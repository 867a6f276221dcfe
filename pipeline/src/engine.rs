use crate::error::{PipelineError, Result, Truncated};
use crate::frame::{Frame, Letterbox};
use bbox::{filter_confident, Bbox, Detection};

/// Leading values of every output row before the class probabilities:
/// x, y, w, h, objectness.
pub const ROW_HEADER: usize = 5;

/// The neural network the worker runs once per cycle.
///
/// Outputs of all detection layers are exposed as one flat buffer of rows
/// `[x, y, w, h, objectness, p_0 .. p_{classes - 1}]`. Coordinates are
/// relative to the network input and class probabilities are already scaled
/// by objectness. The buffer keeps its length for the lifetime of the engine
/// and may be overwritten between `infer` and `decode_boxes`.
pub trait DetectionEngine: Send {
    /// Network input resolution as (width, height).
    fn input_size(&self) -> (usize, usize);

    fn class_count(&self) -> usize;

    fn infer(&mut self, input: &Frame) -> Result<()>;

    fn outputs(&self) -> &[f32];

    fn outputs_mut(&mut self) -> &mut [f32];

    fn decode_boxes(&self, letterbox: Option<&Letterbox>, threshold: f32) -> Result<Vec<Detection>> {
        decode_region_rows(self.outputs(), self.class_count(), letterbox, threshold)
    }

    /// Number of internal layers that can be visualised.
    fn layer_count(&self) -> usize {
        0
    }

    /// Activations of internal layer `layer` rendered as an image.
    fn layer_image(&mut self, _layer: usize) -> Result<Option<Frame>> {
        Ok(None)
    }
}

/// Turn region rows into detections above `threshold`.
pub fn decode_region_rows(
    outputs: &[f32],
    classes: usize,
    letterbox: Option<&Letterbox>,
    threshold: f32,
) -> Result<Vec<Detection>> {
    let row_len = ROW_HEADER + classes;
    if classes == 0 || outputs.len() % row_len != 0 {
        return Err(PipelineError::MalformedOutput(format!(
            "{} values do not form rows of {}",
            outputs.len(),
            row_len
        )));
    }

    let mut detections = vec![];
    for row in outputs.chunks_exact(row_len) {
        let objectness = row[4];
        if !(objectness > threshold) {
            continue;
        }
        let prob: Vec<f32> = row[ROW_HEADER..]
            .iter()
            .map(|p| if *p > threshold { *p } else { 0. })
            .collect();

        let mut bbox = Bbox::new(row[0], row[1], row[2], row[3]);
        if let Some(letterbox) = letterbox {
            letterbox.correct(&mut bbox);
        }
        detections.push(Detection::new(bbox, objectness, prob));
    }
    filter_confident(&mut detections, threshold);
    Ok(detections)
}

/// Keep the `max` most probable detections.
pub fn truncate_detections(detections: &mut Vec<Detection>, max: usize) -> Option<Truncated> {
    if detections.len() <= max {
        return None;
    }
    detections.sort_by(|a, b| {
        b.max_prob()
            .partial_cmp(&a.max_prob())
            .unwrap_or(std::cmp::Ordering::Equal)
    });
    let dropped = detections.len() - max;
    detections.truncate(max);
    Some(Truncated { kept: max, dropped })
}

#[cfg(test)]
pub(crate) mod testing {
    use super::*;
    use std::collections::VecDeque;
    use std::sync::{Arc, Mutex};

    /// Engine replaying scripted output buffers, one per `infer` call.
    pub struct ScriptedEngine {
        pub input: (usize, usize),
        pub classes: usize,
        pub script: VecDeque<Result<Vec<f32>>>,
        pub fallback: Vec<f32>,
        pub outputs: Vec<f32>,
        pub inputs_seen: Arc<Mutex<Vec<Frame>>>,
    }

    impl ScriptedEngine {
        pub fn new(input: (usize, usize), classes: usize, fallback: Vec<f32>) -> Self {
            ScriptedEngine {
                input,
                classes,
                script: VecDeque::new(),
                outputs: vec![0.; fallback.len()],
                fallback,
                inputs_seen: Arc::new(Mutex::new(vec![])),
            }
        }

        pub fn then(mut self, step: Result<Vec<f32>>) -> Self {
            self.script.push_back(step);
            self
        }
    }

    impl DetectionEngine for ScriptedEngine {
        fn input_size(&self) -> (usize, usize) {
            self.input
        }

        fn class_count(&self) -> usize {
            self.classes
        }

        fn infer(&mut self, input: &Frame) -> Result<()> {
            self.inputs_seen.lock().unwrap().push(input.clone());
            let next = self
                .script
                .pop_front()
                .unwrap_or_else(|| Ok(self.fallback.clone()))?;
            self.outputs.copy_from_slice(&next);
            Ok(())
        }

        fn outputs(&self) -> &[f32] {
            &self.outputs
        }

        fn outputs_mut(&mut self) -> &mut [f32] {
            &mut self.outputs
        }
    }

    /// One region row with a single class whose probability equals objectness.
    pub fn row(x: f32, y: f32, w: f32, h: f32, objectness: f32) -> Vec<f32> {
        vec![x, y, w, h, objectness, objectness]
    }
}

Problem
Give back exactly what runs from the first line of the listing above to the line that contains "Leading values of", keeping both end lines.

Exercise result
repository 867a6f276221dcfe
filename pipeline/src/engine.rs
use crate::error::{PipelineError, Result, Truncated};
use crate::frame::{Frame, Letterbox};
use bbox::{filter_confident, Bbox, Detection};

/// Leading values of every output row before the class probabilities:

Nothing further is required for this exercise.